[Data for processing — start]

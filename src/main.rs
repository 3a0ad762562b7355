//! Forecast bot - Telegram weather digests
//!
//! Users track a list of locations and ask for a compact multi-day digest
//! of average morning/day/evening temperatures for each of them.

mod config;
mod forecast;
mod runtime;
mod session;
mod state_machine;
mod telegram;
mod weather;

use config::BotConfig;
use runtime::{ProductionRuntime, RuntimeSettings};
use session::SessionStore;
use std::sync::Arc;
use telegram::{run_polling, TelegramClient, POLL_RETRY_DELAY};
use tracing_subscriber::{layer::SubscriberExt, util::SubscriberInitExt};
use weather::{LoggingProvider, OpenWeatherClient};

#[tokio::main]
async fn main() -> Result<(), Box<dyn std::error::Error>> {
    // Initialize logging
    tracing_subscriber::registry()
        .with(
            tracing_subscriber::EnvFilter::try_from_default_env()
                .unwrap_or_else(|_| "forecast_bot=info".into()),
        )
        .with(
            tracing_subscriber::fmt::layer()
                .json()
                .with_current_span(false)
                .with_span_list(false),
        )
        .init();

    let config = BotConfig::from_env()?;
    tracing::info!(
        telegram_api = %config.telegram_api_url,
        weather_api = %config.openweather_base_url,
        utc_offset_secs = config.zone.local_minus_utc(),
        fetch_timeout_secs = config.fetch_timeout.as_secs(),
        "Configuration loaded"
    );

    let weather = OpenWeatherClient::new(
        config.openweather_api_key.clone(),
        config.openweather_base_url.clone(),
        config.fetch_timeout,
    )?;
    let provider = Arc::new(LoggingProvider::new(Arc::new(weather)));

    let telegram = Arc::new(TelegramClient::new(
        config.telegram_token.clone(),
        config.telegram_api_url.clone(),
        config.poll_timeout,
    )?);

    let manager: ProductionRuntime = ProductionRuntime::new(
        Arc::new(SessionStore::new()),
        provider,
        telegram.clone(),
        RuntimeSettings {
            zone: config.zone,
            fetch_timeout: config.fetch_timeout,
        },
    );

    run_polling(&telegram, &manager, POLL_RETRY_DELAY, async {
        if let Err(e) = tokio::signal::ctrl_c().await {
            tracing::error!(error = %e, "Failed to listen for shutdown signal");
            std::future::pending::<()>().await;
        }
        tracing::info!("Shutdown signal received");
    })
    .await;

    tracing::info!(
        users = manager.store().user_count().await,
        "Server shutting down"
    );
    Ok(())
}
//! Weather provider adapters
//!
//! Provides forecasts for named locations via OpenWeatherMap. The runtime
//! only sees the [`ForecastProvider`] trait.

mod error;
mod openweather;

pub use error::LocationLookupError;
pub use openweather::{OpenWeatherClient, OPENWEATHER_API_URL};

use crate::forecast::ForecastSeries;
use crate::runtime::ForecastProvider;
use async_trait::async_trait;
use std::sync::Arc;

/// Logging wrapper for forecast providers
pub struct LoggingProvider {
    inner: Arc<dyn ForecastProvider>,
}

impl LoggingProvider {
    pub fn new(inner: Arc<dyn ForecastProvider>) -> Self {
        Self { inner }
    }
}

#[async_trait]
impl ForecastProvider for LoggingProvider {
    async fn fetch_forecast(&self, location: &str) -> Result<ForecastSeries, LocationLookupError> {
        let start = std::time::Instant::now();
        let result = self.inner.fetch_forecast(location).await;
        let duration = start.elapsed();

        match &result {
            Ok(series) => {
                tracing::info!(
                    location = %location,
                    duration_ms = %duration.as_millis(),
                    samples = series.samples.len(),
                    "Forecast fetched"
                );
            }
            Err(e) => {
                tracing::warn!(
                    location = %location,
                    duration_ms = %duration.as_millis(),
                    error = %e,
                    "Forecast lookup failed"
                );
            }
        }

        result
    }
}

[Data for processing — finish]

▶ **Task directions**
Go through the entries and return each line where the word "ForecastProvider" occurs.

▶ **Written reply**
//! only sees the [`ForecastProvider`] trait.
use crate::runtime::ForecastProvider;
    inner: Arc<dyn ForecastProvider>,
    pub fn new(inner: Arc<dyn ForecastProvider>) -> Self {
impl ForecastProvider for LoggingProvider {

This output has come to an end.